The next morning began with low clouds and sweat.
By the time Raif stepped out of the shelter, the air already hung thick and wet with the scent of damp bark and churned earth. Somewhere in the distance, a branch cracked, not from danger, but the slow exhale of the jungle settling after the last storm.
He crossed the clearing, nodding to those already awake. Lira was sorting lengths of bark cord by thickness. Bren stood by the kiln foundation, arms folded, staring down at the stone base as though trying to will it back into shape. Daly arrived moments later with two pieces of chalky clay tucked under his arm and didn't even offer a greeting before dropping to his knees beside the structure.
"I marked the cracks yesterday," Daly said. "There's some erosion under the left channel."
"It's repairable," Bren replied. "But not fast."
Raif crouched beside them. "We'll work it fast enough. You've got half a team, and the other half's on the cistern with Eloin."
Daly gave him a look. "Assuming Eloin doesn't try to redo all the work himself."
Raif smirked. "That's Lira's job now. She'll keep him in check."
From the far side of the clearing, shouts echoed faintly. The sound of tools clinking together and bark being pried into place drifted toward them. The cistern crew had started.
Raif stood and turned, surveying the morning's efforts. The camp moved like a body now, breathing together, awkward at times, but purposeful. He gave a nod to Kael and Rix, who were preparing to depart again. They would scout the northern edge today, staying close but mobile.
"Report back before dusk," Raif said.
Kael signed something quick. Rix interpreted: "We'll mark everything we see."
Raif nodded. "Keep your distance. Don't engage."
Kael gave a sharp salute. They vanished between the trees.
With the kiln now almost finished and Daly barking measurements, the day's real work began.
Raif remained nearby for a while longer, checking in as needed. He helped adjust one of the outer support stones, wincing as the grit scraped his palm. "Push left," he called to Daly, who grunted in response as he levered a wedge into place.
"You're off by a thumb-width," Bren noted, watching from the side.
Daly straightened. "It'll settle once we start up the fire. "
"Or it'll crack again," Bren muttered.
Raif stepped between them. "According to the orb, it will be fine, but let's find out when it's built. Not now."
He moved off before either could answer. The bark flooring underfoot had warped from the rain; every third step shifted beneath his boots. He made a mental note to ask Mira to review the walkway layout once Syl was feeling stronger.
Over near the cistern, voices echoed, Eloin giving instruction, Lira correcting him, and Naera passing clay to seal the basin base. Fara was there too, scraping excess bark shavings from the funnel rim, her shoulders taut with focus.

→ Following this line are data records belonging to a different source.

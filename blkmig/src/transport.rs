//! The rate-limited byte-transport contract (§6, C14) and two reference transports.

use std::io::{self, Read, Write};
use std::net::TcpStream;
use std::sync::atomic::{AtomicU64, Ordering};
use std::sync::Mutex;
use std::time::Instant;

/// What the migration core needs from the byte transport: raw/big-endian put-get,
/// a rate budget, and a sticky error slot.
pub trait Transport {
    fn put_u8(&mut self, v: u8) -> io::Result<()>;
    fn get_u8(&mut self) -> io::Result<u8>;
    fn put_be64(&mut self, v: u64) -> io::Result<()>;
    fn get_be64(&mut self) -> io::Result<u64>;
    fn put_bytes(&mut self, buf: &[u8]) -> io::Result<()>;
    fn get_bytes(&mut self, buf: &mut [u8]) -> io::Result<()>;

    /// True iff the outbound buffer is full and the producer should stop for now.
    fn rate_limited(&self) -> bool;
    /// Bytes of in-flight + queued data allowed before `rate_limited` trips.
    fn rate_limit_bytes(&self) -> u64;
    fn flush(&mut self) -> io::Result<()>;
    /// A sticky transport error, if one has been recorded. `io::Error` is not `Clone`,
    /// so callers get the message rather than the original error.
    fn sticky_error(&self) -> Option<String>;
}

/// An in-process byte-buffer transport with a settable per-call rate budget, used
/// by the test suite to exercise the pause/resume behavior of the rate limiter
/// deterministically.
pub struct MemTransport {
    buf: Vec<u8>,
    read_pos: usize,
    rate_limit_bytes: u64,
    bytes_this_window: u64,
    sticky_error: Option<io::Error>,
}

impl MemTransport {
    pub fn new(rate_limit_bytes: u64) -> Self {
        Self {
            buf: Vec::new(),
            read_pos: 0,
            rate_limit_bytes,
            bytes_this_window: 0,
            sticky_error: None,
        }
    }

    /// Resets the rate-limit window, as if a new transport tick began.
    pub fn reset_window(&mut self) {
        self.bytes_this_window = 0;
    }

    pub fn take_buffer(&mut self) -> Vec<u8> {
        std::mem::take(&mut self.buf)
    }

    pub fn as_slice(&self) -> &[u8] {
        &self.buf
    }

    pub fn set_sticky_error(&mut self, e: io::Error) {
        self.sticky_error = Some(e);
    }

    /// Wraps the already-written buffer for reading, e.g. to feed a receiver.
    pub fn into_reader(self) -> MemTransport {
        MemTransport {
            buf: self.buf,
            read_pos: 0,
            rate_limit_bytes: u64::MAX,
            bytes_this_window: 0,
            sticky_error: None,
        }
    }
}

impl Transport for MemTransport {
    fn put_u8(&mut self, v: u8) -> io::Result<()> {
        self.buf.push(v);
        self.bytes_this_window += 1;
        Ok(())
    }

    fn get_u8(&mut self) -> io::Result<u8> {
        let v = *self
            .buf
            .get(self.read_pos)
            .ok_or_else(|| io::Error::from(io::ErrorKind::UnexpectedEof))?;
        self.read_pos += 1;
        Ok(v)
    }

    fn put_be64(&mut self, v: u64) -> io::Result<()> {
        self.put_bytes(&v.to_be_bytes())
    }

    fn get_be64(&mut self) -> io::Result<u64> {
        let mut b = [0u8; 8];
        self.get_bytes(&mut b)?;
        Ok(u64::from_be_bytes(b))
    }

    fn put_bytes(&mut self, buf: &[u8]) -> io::Result<()> {
        self.buf.extend_from_slice(buf);
        self.bytes_this_window += buf.len() as u64;
        Ok(())
    }

    fn get_bytes(&mut self, buf: &mut [u8]) -> io::Result<()> {
        let end = self.read_pos + buf.len();
        let src = self
            .buf
            .get(self.read_pos..end)
            .ok_or_else(|| io::Error::from(io::ErrorKind::UnexpectedEof))?;
        buf.copy_from_slice(src);
        self.read_pos = end;
        Ok(())
    }

    fn rate_limited(&self) -> bool {
        self.bytes_this_window >= self.rate_limit_bytes
    }

    fn rate_limit_bytes(&self) -> u64 {
        self.rate_limit_bytes
    }

    fn flush(&mut self) -> io::Result<()> {
        Ok(())
    }

    fn sticky_error(&self) -> Option<String> {
        self.sticky_error.as_ref().map(|e| e.to_string())
    }
}

/// A thin token-bucket rate limiter over [`TcpStream`], used by the demo binary.
pub struct TcpTransport {
    stream: TcpStream,
    rate_limit_bytes: u64,
    window_start: Instant,
    bytes_this_window: AtomicU64,
    sticky_error: Mutex<Option<io::Error>>,
}

const WINDOW: std::time::Duration = std::time::Duration::from_millis(100);

impl TcpTransport {
    pub fn new(stream: TcpStream, rate_limit_bytes_per_sec: u64) -> io::Result<Self> {
        stream.set_nodelay(true)?;
        Ok(Self {
            stream,
            // budget per 100ms window
            rate_limit_bytes: rate_limit_bytes_per_sec / 10,
            window_start: Instant::now(),
            bytes_this_window: AtomicU64::new(0),
            sticky_error: Mutex::new(None),
        })
    }

    fn maybe_roll_window(&mut self) {
        if self.window_start.elapsed() >= WINDOW {
            self.window_start = Instant::now();
            self.bytes_this_window.store(0, Ordering::Relaxed);
        }
    }

    fn record_error(&self, e: &io::Error) {
        *self.sticky_error.lock().unwrap() = Some(io::Error::new(e.kind(), e.to_string()));
    }
}

impl Transport for TcpTransport {
    fn put_u8(&mut self, v: u8) -> io::Result<()> {
        self.put_bytes(&[v])
    }

    fn get_u8(&mut self) -> io::Result<u8> {
        let mut b = [0u8; 1];
        self.get_bytes(&mut b)?;
        Ok(b[0])
    }

    fn put_be64(&mut self, v: u64) -> io::Result<()> {
        self.put_bytes(&v.to_be_bytes())
    }

    fn get_be64(&mut self) -> io::Result<u64> {
        let mut b = [0u8; 8];
        self.get_bytes(&mut b)?;
        Ok(u64::from_be_bytes(b))
    }

    fn put_bytes(&mut self, buf: &[u8]) -> io::Result<()> {
        self.maybe_roll_window();
        match self.stream.write_all(buf) {
            Ok(()) => {
                self.bytes_this_window
                    .fetch_add(buf.len() as u64, Ordering::Relaxed);
                Ok(())
            }
            Err(e) => {
                self.record_error(&e);
                Err(e)
            }
        }
    }

    fn get_bytes(&mut self, buf: &mut [u8]) -> io::Result<()> {
        match self.stream.read_exact(buf) {
            Ok(()) => Ok(()),
            Err(e) => {
                self.record_error(&e);
                Err(e)
            }
        }
    }

    fn rate_limited(&self) -> bool {
        self.bytes_this_window.load(Ordering::Relaxed) >= self.rate_limit_bytes
    }

    fn rate_limit_bytes(&self) -> u64 {
        self.rate_limit_bytes
    }

    fn flush(&mut self) -> io::Result<()> {
        self.stream.flush().inspect_err(|e| self.record_error(e))
    }

    fn sticky_error(&self) -> Option<String> {
        self.sticky_error.lock().unwrap().as_ref().map(|e| e.to_string())
    }
}

#[cfg(test)]
mod tests {
    use super::*;

    #[test]
    fn mem_transport_round_trip() {
        let mut t = MemTransport::new(u64::MAX);
        t.put_be64(0x0102030405060708).unwrap();
        t.put_u8(7).unwrap();
        t.put_bytes(b"hello").unwrap();

        let mut r = t.into_reader();
        assert_eq!(r.get_be64().unwrap(), 0x0102030405060708);
        assert_eq!(r.get_u8().unwrap(), 7);
        let mut buf = [0u8; 5];
        r.get_bytes(&mut buf).unwrap();
        assert_eq!(&buf, b"hello");
    }

    #[test]
    fn rate_limit_trips_and_resets() {
        let mut t = MemTransport::new(4);
        assert!(!t.rate_limited());
        t.put_bytes(&[1, 2, 3, 4]).unwrap();
        assert!(t.rate_limited());
        t.reset_window();
        assert!(!t.rate_limited());
    }
}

Raif didn't interrupt. He just walked past slowly, watching the camp breathe. There was something satisfying in it, in the way hands moved without command now. People were starting to know their place, not in rank, but in rhythm.
Back at the kiln, Daly had begun cutting vent channels. He paused only once, wiping his brow. "If we make it past midday, we can start sealing. Heatstone in by evening, if we don't waste time."
"Then we don't waste it," Raif said.
He exhaled, rolled his shoulders, and picked up a spade.
Today wasn't about orders. It was about momentum.
It was past midday when Eloin arrived at the kiln.
He carried a half-wrapped bundle of resin mix under one arm and a curved bone blade at his hip. His eyes swept the structure in silence, lingering on the unfinished ventwork and the uneven rim around the inner chamber. Bren had stepped away by then, hauling bark to reinforce the windbreak. Daly, crouched beside the open base, didn't acknowledge Eloin's presence.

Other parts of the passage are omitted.